Ma il rimpasto non mancherà di scatenare molti malumori, difficilissimi da gestire in un momento da cardiopalma per le tasche della Regione. Se la Verì la prende male, i già risicatissimi voti della maggioranza verranno a mancare. E sei i finiani daranno buca oggi, è scontato che in occasione del voto sul bilancio faranno ferro e fuoco. Fini l'ha detto a Lucia Annunziata: «In ogni caso dopo il 14 saremo all'opposizione», in ogni caso quindi i futuristi anche in Abruzzo cambieranno registro. Con Emilio Nasuti che dovrà risolvere qualche problema di coerenza col suo ruolo di presidente della Commissione Bilancio.

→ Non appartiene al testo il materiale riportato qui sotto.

//! Score weight configuration and aggregation
//!
//! Weights live in an explicit immutable structure passed into the
//! aggregation step, so alternative weight sets are testable without
//! process-wide state. Each stage is convex: its weights sum to 1, which
//! keeps every sub-score and the final score inside [0, 1] for inputs in
//! [0, 1].

use serde::{Deserialize, Serialize};

/// Weights for combining normalized metrics into sub-scores and the final
/// novel graph score.
#[derive(Debug, Clone, Copy, PartialEq, Serialize, Deserialize)]
pub struct ScoreWeights {
    /// Structure: connectivity share
    pub structure_connectivity: f64,
    /// Structure: normalized scope share
    pub structure_scope: f64,
    /// Richness: normalized description length share
    pub richness_description: f64,
    /// Richness: relation diversity share
    pub richness_diversity: f64,
    /// Richness: normalized relation strength share
    pub richness_strength: f64,
    /// Final: focus share
    pub final_focus: f64,
    /// Final: structure share
    pub final_structure: f64,
    /// Final: richness share
    pub final_richness: f64,
}

impl Default for ScoreWeights {
    fn default() -> Self {
        Self {
            structure_connectivity: 0.5,
            structure_scope: 0.5,
            richness_description: 1.0 / 3.0,
            richness_diversity: 1.0 / 3.0,
            richness_strength: 1.0 / 3.0,
            final_focus: 1.0 / 3.0,
            final_structure: 1.0 / 3.0,
            final_richness: 1.0 / 3.0,
        }
    }
}

impl ScoreWeights {
    /// Whether every stage's weights sum to 1.
    pub fn is_convex(&self) -> bool {
        let stages = [
            self.structure_connectivity + self.structure_scope,
            self.richness_description + self.richness_diversity + self.richness_strength,
            self.final_focus + self.final_structure + self.final_richness,
        ];
        stages.iter().all(|sum| (sum - 1.0).abs() < 1e-9)
    }

    /// Combine one experiment's metrics into sub-scores and the final score.
    pub fn aggregate(&self, profile: &MetricProfile) -> SubScores {
        // Focus is the centrality alone; kept as a named stage so the
        // breakdown stays legible and extensible.
        let focus = profile.protagonist_centrality;
        let structure = self.structure_connectivity * profile.connectivity
            + self.structure_scope * profile.normalized_scope;
        let richness = self.richness_description * profile.normalized_description_length
            + self.richness_diversity * profile.relation_diversity
            + self.richness_strength * profile.normalized_relation_strength;
        let novel_graph = self.final_focus * focus
            + self.final_structure * structure
            + self.final_richness * richness;

        SubScores {
            focus,
            structure,
            richness,
            novel_graph,
        }
    }
}

/// One experiment's metrics after corpus normalization, ready to aggregate.
#[derive(Debug, Clone, Copy, Default, PartialEq)]
pub struct MetricProfile {
    pub protagonist_centrality: f64,
    pub connectivity: f64,
    pub normalized_scope: f64,
    pub normalized_description_length: f64,
    pub relation_diversity: f64,
    pub normalized_relation_strength: f64,
}

/// The three sub-scores and the final ranking score.
#[derive(Debug, Clone, Copy, Default, PartialEq)]
pub struct SubScores {
    pub focus: f64,
    pub structure: f64,
    pub richness: f64,
    pub novel_graph: f64,
}

#[cfg(test)]
mod tests {
    use super::*;

    #[test]
    fn default_weights_are_convex() {
        assert!(ScoreWeights::default().is_convex());
    }

    #[test]
    fn skewed_weights_are_detected() {
        let weights = ScoreWeights {
            structure_connectivity: 0.9,
            ..Default::default()
        };
        assert!(!weights.is_convex());
    }

    #[test]
    fn perfect_profile_scores_one() {
        let profile = MetricProfile {
            protagonist_centrality: 1.0,
            connectivity: 1.0,
            normalized_scope: 1.0,
            normalized_description_length: 1.0,
            relation_diversity: 1.0,
            normalized_relation_strength: 1.0,
        };
        let scores = ScoreWeights::default().aggregate(&profile);
        assert!((scores.focus - 1.0).abs() < 1e-12);
        assert!((scores.structure - 1.0).abs() < 1e-12);
        assert!((scores.richness - 1.0).abs() < 1e-12);
        assert!((scores.novel_graph - 1.0).abs() < 1e-12);
    }

    #[test]
    fn zero_profile_scores_zero() {
        let scores = ScoreWeights::default().aggregate(&MetricProfile::default());
        assert_eq!(scores.novel_graph, 0.0);
    }

    #[test]
    fn final_score_stays_in_unit_interval() {
        let profile = MetricProfile {
            protagonist_centrality: 0.4,
            connectivity: 0.8,
            normalized_scope: 0.1,
            normalized_description_length: 0.9,
            relation_diversity: 0.3,
            normalized_relation_strength: 0.6,
        };
        let scores = ScoreWeights::default().aggregate(&profile);
        for score in [scores.focus, scores.structure, scores.richness, scores.novel_graph] {
            assert!((0.0..=1.0).contains(&score));
        }
    }

    #[test]
    fn known_profile_aggregates_exactly() {
        let profile = MetricProfile {
            protagonist_centrality: 0.6,
            connectivity: 1.0,
            normalized_scope: 0.5,
            normalized_description_length: 0.9,
            relation_diversity: 0.3,
            normalized_relation_strength: 0.0,
        };
        let scores = ScoreWeights::default().aggregate(&profile);
        assert!((scores.focus - 0.6).abs() < 1e-12);
        assert!((scores.structure - 0.75).abs() < 1e-12);
        assert!((scores.richness - 0.4).abs() < 1e-12);
        assert!((scores.novel_graph - (0.6 + 0.75 + 0.4) / 3.0).abs() < 1e-12);
    }
}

«Gianni chi» dovrà però telefonare anche a Emiliano Di Matteo e spiegargli che con molta probabilità non sarà lui a subentrare a Giuliante nel ruolo di capogruppo Pdl alla Regione. La poltrona contesa al teramano Di Matteo dal pescarese Lorenzo Sospiri, che la vuole anche per temperare la sua insofferenza per Alfredo Castiglione e per fare il bis con Pescara dove ha minori soddisfazioni (ieri la maggioranza di Luigi Albore Mascia è andata sotto sull'elettrodotto), è ambitissima e può essere considerata come il premio di consolazione per Pescara dopo il siluramento, se sarà confermato, della Verì. Di Matteo si consolerà con la commissione di Sospiri e Sospiri guidando un gruppo di aspiranti rivoltosi. Ma visto che sono o sono diventati gasparriani tutti e due, è una poltrona che, in fondo, resta in famiglia.